A tradição francesa
do doce em Pelotas
Os charqueadores no século XIX,
através da mão-de-obra escrava, construíram em Rio Grande, a riqueza
do charque. As terras onde foram implantadas as charqueadas de Pelotas
pertenceram a Rio Grande até nossa emancipação política há 175 anos, em 1832
quando foi instalada a Câmara da Vila de São Francisco de Paula. Portanto as
charqueadas de Pelotas eram primeiro, riograndinas, da mesma forma pode-se
pensar na tradição doceira de Pelotas que surge antes em Rio Grande, como aparece
em 1820, o francês Auguste Saint-Hilaire. Segundo ele, foi em Rio Grande, que lhe
ofereceram após a janta e durante um baile “toda a sorte de doces e confeitos”
em uma “sala diversa da de jantar”. Em sua passagem por Pelotas só comeu carne,
pão e vinho. Certamente o doce era artigo de requinte, que os portugueses e
seus descendentes só saboreavam em momentos comemorativos na cidade onde viviam
e não nas casas das charqueadas do isolado distrito do arroio das pelotas onde
estavam seus negócios. Mas onde estaria a tradição do doce pelotense?

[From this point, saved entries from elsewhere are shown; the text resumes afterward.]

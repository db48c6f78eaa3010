//! Samples and batching for training and evaluation.

use burn::prelude::*;

/// One decoded, labeled input.
#[derive(Debug, Clone, PartialEq)]
pub struct Sample {
    /// Flattened input values, `CHW` for images
    pub input: Vec<f32>,

    /// Class index
    pub label: usize,
}

/// In-memory dataset of samples.
#[derive(Debug, Clone, Default)]
pub struct SampleDataset {
    items: Vec<Sample>,
}

impl SampleDataset {
    #[must_use]
    pub const fn new(items: Vec<Sample>) -> Self {
        Self { items }
    }

    /// Creates a dataset from the samples at `indices`.
    #[must_use]
    pub fn from_indices(samples: &[Sample], indices: &[usize]) -> Self {
        let items = indices.iter().filter_map(|&i| samples.get(i).cloned()).collect();
        Self { items }
    }
}

impl burn::data::dataset::Dataset<Sample> for SampleDataset {
    fn get(&self, index: usize) -> Option<Sample> {
        self.items.get(index).cloned()
    }

    fn len(&self) -> usize {
        self.items.len()
    }

    fn is_empty(&self) -> bool {
        self.items.is_empty()
    }
}

/// A batch of samples.
#[derive(Debug, Clone)]
pub struct SampleBatch<B: Backend> {
    /// Inputs of shape `[batch_size, input_len]`.
    pub inputs: Tensor<B, 2>,
    /// Class indices of shape `[batch_size]`.
    pub targets: Tensor<B, 1, Int>,
    /// Class indices, kept on the host for accuracy.
    pub labels: Vec<usize>,
}

/// Batcher for creating batches of samples.
#[derive(Debug, Clone)]
pub struct SampleBatcher<B: Backend> {
    device: B::Device,
    input_len: usize,
}

impl<B: Backend> SampleBatcher<B> {
    #[must_use]
    pub const fn new(device: B::Device, input_len: usize) -> Self {
        Self { device, input_len }
    }

    /// Creates a batch from a vector of items. Every item must hold `input_len` values.
    pub fn batch(&self, items: Vec<Sample>) -> SampleBatch<B> {
        let batch_size = items.len();

        let mut inputs_data = Vec::with_capacity(batch_size * self.input_len);
        let mut labels = Vec::with_capacity(batch_size);

        for item in items {
            inputs_data.extend_from_slice(&item.input);
            labels.push(item.label);
        }

        let inputs = Tensor::<B, 1>::from_floats(inputs_data.as_slice(), &self.device)
            .reshape([batch_size, self.input_len]);

        let targets_data: Vec<i64> = labels
            .iter()
            .map(|&l| i64::try_from(l).unwrap_or(i64::MAX))
            .collect();
        let targets = Tensor::<B, 1, Int>::from_data(
            TensorData::new(targets_data, [batch_size]),
            &self.device,
        );

        SampleBatch {
            inputs,
            targets,
            labels,
        }
    }

    /// One-hot float targets of shape `[batch_size, num_classes]`.
    pub fn one_hot(&self, labels: &[usize], num_classes: usize) -> Tensor<B, 2> {
        let mut data = vec![0.0_f32; labels.len() * num_classes];
        for (row, &label) in labels.iter().enumerate() {
            if label < num_classes {
                data[row * num_classes + label] = 1.0;
            }
        }
        Tensor::<B, 1>::from_floats(data.as_slice(), &self.device).reshape([labels.len(), num_classes])
    }
}

/// Shuffles indices using a simple LCG-based shuffle.
pub fn shuffle_indices(indices: &mut [usize], seed: u64) {
    // Simple Fisher-Yates shuffle with LCG random
    let mut rng_state = seed.wrapping_add(12345);

    for i in (1..indices.len()).rev() {
        // LCG: state = (a * state + c) mod m
        rng_state = rng_state.wrapping_mul(6_364_136_223_846_793_005).wrapping_add(1);
        #[allow(clippy::cast_possible_truncation)]
        let j = ((rng_state >> 33) as usize) % (i + 1);
        indices.swap(i, j);
    }
}

/// Splits sample indices into training and validation sets.
///
/// The indices are shuffled with `seed` first; the last `validation_split`
/// fraction becomes the validation set. A non-empty validation set always
/// leaves at least one training sample.
#[must_use]
pub fn split_indices(len: usize, validation_split: f64, seed: u64) -> (Vec<usize>, Vec<usize>) {
    let mut indices: Vec<usize> = (0..len).collect();
    shuffle_indices(&mut indices, seed);

    #[allow(
        clippy::cast_possible_truncation,
        clippy::cast_sign_loss,
        clippy::cast_precision_loss
    )]
    let validation_len = ((len as f64) * validation_split.clamp(0.0, 1.0)).round() as usize;
    let validation_len = validation_len.min(len.saturating_sub(1));

    let validation = indices.split_off(len - validation_len);
    (indices, validation)
}

#[cfg(test)]
mod tests {
    use burn::backend::NdArray;
    use burn::data::dataset::Dataset;

    use super::*;

    type TestBackend = NdArray;

    fn sample(value: f32, label: usize) -> Sample {
        Sample {
            input: vec![value; 4],
            label,
        }
    }

    #[test]
    fn test_dataset() {
        let samples = vec![sample(0.0, 0), sample(1.0, 1), sample(2.0, 0)];
        let dataset = SampleDataset::from_indices(&samples, &[2, 0]);
        assert_eq!(dataset.len(), 2);
        assert_eq!(dataset.get(0), Some(sample(2.0, 0)));
        assert!(dataset.get(2).is_none());
    }

    #[test]
    fn test_batcher() {
        let device = Default::default();
        let batcher = SampleBatcher::<TestBackend>::new(device, 4);

        let batch = batcher.batch(vec![sample(0.0, 1), sample(1.0, 2)]);
        assert_eq!(batch.inputs.dims(), [2, 4]);
        assert_eq!(batch.targets.dims(), [2]);
        assert_eq!(batch.labels, vec![1, 2]);

        let targets: Vec<i64> = batch.targets.into_data().convert::<i64>().to_vec().unwrap();
        assert_eq!(targets, vec![1, 2]);
    }

    #[test]
    fn test_one_hot() {
        let batcher = SampleBatcher::<TestBackend>::new(Default::default(), 1);
        let one_hot: Vec<f32> = batcher
            .one_hot(&[2, 0], 3)
            .into_data()
            .convert::<f32>()
            .to_vec()
            .unwrap();
        assert_eq!(one_hot, vec![0.0, 0.0, 1.0, 1.0, 0.0, 0.0]);
    }

    #[test]
    fn test_shuffle_indices() {
        let mut indices: Vec<usize> = (0..10).collect();
        let original = indices.clone();

        shuffle_indices(&mut indices, 42);

        // Should be permuted (very unlikely to be the same)
        assert_ne!(indices, original, "Shuffle should change order");

        // Should contain the same elements
        indices.sort_unstable();
        assert_eq!(indices, original, "Shuffle should preserve elements");
    }

    #[test]
    fn test_split_indices() {
        let (train, validation) = split_indices(10, 0.2, 7);
        assert_eq!(train.len(), 8);
        assert_eq!(validation.len(), 2);

        let mut all: Vec<usize> = train.iter().chain(&validation).copied().collect();
        all.sort_unstable();
        assert_eq!(all, (0..10).collect::<Vec<_>>());

        assert_eq!(split_indices(10, 0.2, 7), (train, validation));
    }

    #[test]
    fn test_split_keeps_a_training_sample() {
        let (train, validation) = split_indices(1, 0.5, 0);
        assert_eq!((train.len(), validation.len()), (1, 0));

        let (train, validation) = split_indices(4, 1.0, 0);
        assert_eq!((train.len(), validation.len()), (1, 3));

        let (train, validation) = split_indices(5, 0.0, 0);
        assert_eq!((train.len(), validation.len()), (5, 0));
    }
}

Com o crescimento econômico e
demográfico nas charqueadas é criada a freguesia em 1812, no ano seguinte começa
a construção da igreja primitiva e aos poucos vai se criando um pequeno povoado
para onde mudam-se os charqueadores com suas famílias depois da emancipação em 1832. A transferência dos
escritórios, residências e família dos charqueadores para os palacetes recém-construídos
em São Francisco
de Paula, trás junto a tradição dos doces finos portugueses. Prova disto é que
nas procissões e festas do padroeiro São Francisco de Paula, o casal festeiro
oferecia bandejas de doces aos freqüentadores. É a tradição doceira pelotense
que se firmava.
O charque era enviado por navios ao
nordeste brasileiro onde servia de alimentação dos escravos, e de lá os porões
vinham com farinha de mandioca e sobretudo, açúcar. E como já disse meu mestre,
o historiador Mario Magalhães, sal e açúcar se complementaram para o
florescimento da cidade que tão orgulhosa de si mesma se denominou “Princesa do
Sul”, ressaltando a sua opulência.
A herança portuguesa das sinhás
foi se adaptando à realidade sulina, e com a mão e os ingredientes das mucamas
e escravas vindas da África ou da Bahia tornaram o doce popular de tabuleiro em
doces finos de bandeja.
Muitos charqueadores possuíam
chácaras na Serra dos Tapes e para lá enviavam seus escravos durante a
entressafra para plantarem abóboras, milho e outros. Com a abolição estas
terras foram loteadas e vendidas para europeus, surgindo as colônias agrícolas.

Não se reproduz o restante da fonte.